Gu señala que la reescritura añade posibles utilidades en el campo de la biomedicina, donde este tipo de ADN podría utilizarse para grabar datos relativos a enfermedades dentro del propio organismo, que los médicos podrían extraer y leer; o también para encriptar archivos utilizando el ADN como llave difícil de copiar, pero que puede reprogramarse cuando sea necesario. “Esto abre posibilidades para tecnologías contra falsificaciones donde la seguridad está ligada a un sistema físico basado en el ADN, en lugar de solo a un código digital”, dice.

El ADN como prueba de autenticidad es una de las aplicaciones del “ADN de las cosas” (DoT, por sus siglas en inglés), un concepto creado por Grass y sus colaboradores. Según explica el investigador, el DoT consiste en insertar un ADN portador de datos en materiales y productos, por ejemplo mediante nanoesferas de sílice.

Además del uso contra falsificaciones, puede servir para introducir otros datos, por ejemplo las instrucciones de fabricación en objetos impresos en 3D. “Para códigos de barras muy cortos, esto ya es una realidad comercial”, apunta Grass; “para mayores volúmenes de datos, aún se está investigando”.
Una realidad en 10 o 20 años

Otros usos del ADN como archivo también están avanzando al terreno comercial. Empresas como Atlas Data Storage y Biomemory toman posiciones; la primera anunció en diciembre de 2025 el primer servicio de archivo en ADN. La organización DNA Data Storage Alliance, fundada por la industria del almacenamiento computacional, trabaja en la definición de estándares, en previsión de un despegue de este naciente sector.

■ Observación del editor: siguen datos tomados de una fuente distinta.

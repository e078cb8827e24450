//! Error taxonomy for session setup and the frame pipeline.

use std::path::PathBuf;

use thiserror::Error;

use crate::codec::CodecId;

#[derive(Debug, Error)]
pub enum PipelineError {
    /// A camera or session of this kind is already active.
    #[error("{0} already active")]
    ResourceBusy(&'static str),
    #[error("camera device error: {0}")]
    DeviceIo(String),
    #[error("no codec available for {0}")]
    CodecUnavailable(CodecId),
    #[error("could not open codec context: {0}")]
    CodecOpenFailed(String),
    #[error("file not found: {}", .0.display())]
    FileNotFound(PathBuf),
    #[error("could not open {}: {source}", path.display())]
    FileOpenFailed {
        path: PathBuf,
        #[source]
        source: std::io::Error,
    },
    #[error("could not start session: {0}")]
    StartFailed(String),
    #[error("invalid state: {0}")]
    InvalidState(&'static str),
    #[error("invalid frame: {0}")]
    InvalidFrame(String),
    #[error("codec error: {0}")]
    Codec(String),
    #[error("{0}")]
    Io(#[from] std::io::Error),
}

pub type Result<T> = std::result::Result<T, PipelineError>;

impl PipelineError {
    pub(crate) fn file_open(path: impl Into<PathBuf>, source: std::io::Error) -> Self {
        PipelineError::FileOpenFailed {
            path: path.into(),
            source,
        }
    }
}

Por su parte, el Instituto Wyss ofrece oportunidades de inversión en un mercado para el que se vaticina un crecimiento explosivo, desde los 90 millones de dólares en 2024 a los 3 000 millones para el final de esta década.

Pero si los beneficios pueden ser cuantiosos, también los riesgos de una gran volatilidad: como muestra, Catalog Technologies, una startup fundada por investigadores del Instituto Tecnológico de Massachusetts y que lanzó en 2025 el primer libro comercial en ADN —una antología de ciencia ficción—, en marzo de 2026 abandonó el negocio vendiendo sus activos a su competidor Biomemory.

Goldman, uno de los científicos que han encabezado el progreso de estas tecnologías, opina que es difícil predecir cuándo los archivos de ADN serán una realidad común, pero que probablemente será la medicina personalizada la que lidere el camino, antes que el mercado de almacenaje de información: “Probablemente al menos 10 años hasta que los avances lo lleven de los laboratorios bien financiados a la práctica comercial rutinaria, y otros 10 años hasta que llegue a dispositivos de consumo”.